* **WHAT THE EXERCISE ASKS**: A single number is required: how many lines in the entries hold the word "Strong".

┌──

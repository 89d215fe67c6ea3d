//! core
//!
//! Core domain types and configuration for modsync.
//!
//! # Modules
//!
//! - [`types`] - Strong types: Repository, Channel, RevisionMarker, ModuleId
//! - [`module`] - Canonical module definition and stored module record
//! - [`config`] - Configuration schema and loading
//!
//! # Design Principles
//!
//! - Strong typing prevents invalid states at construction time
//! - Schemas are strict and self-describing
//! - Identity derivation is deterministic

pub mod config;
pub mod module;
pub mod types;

└──

* **ANSWER TO THE EXERCISE**: 2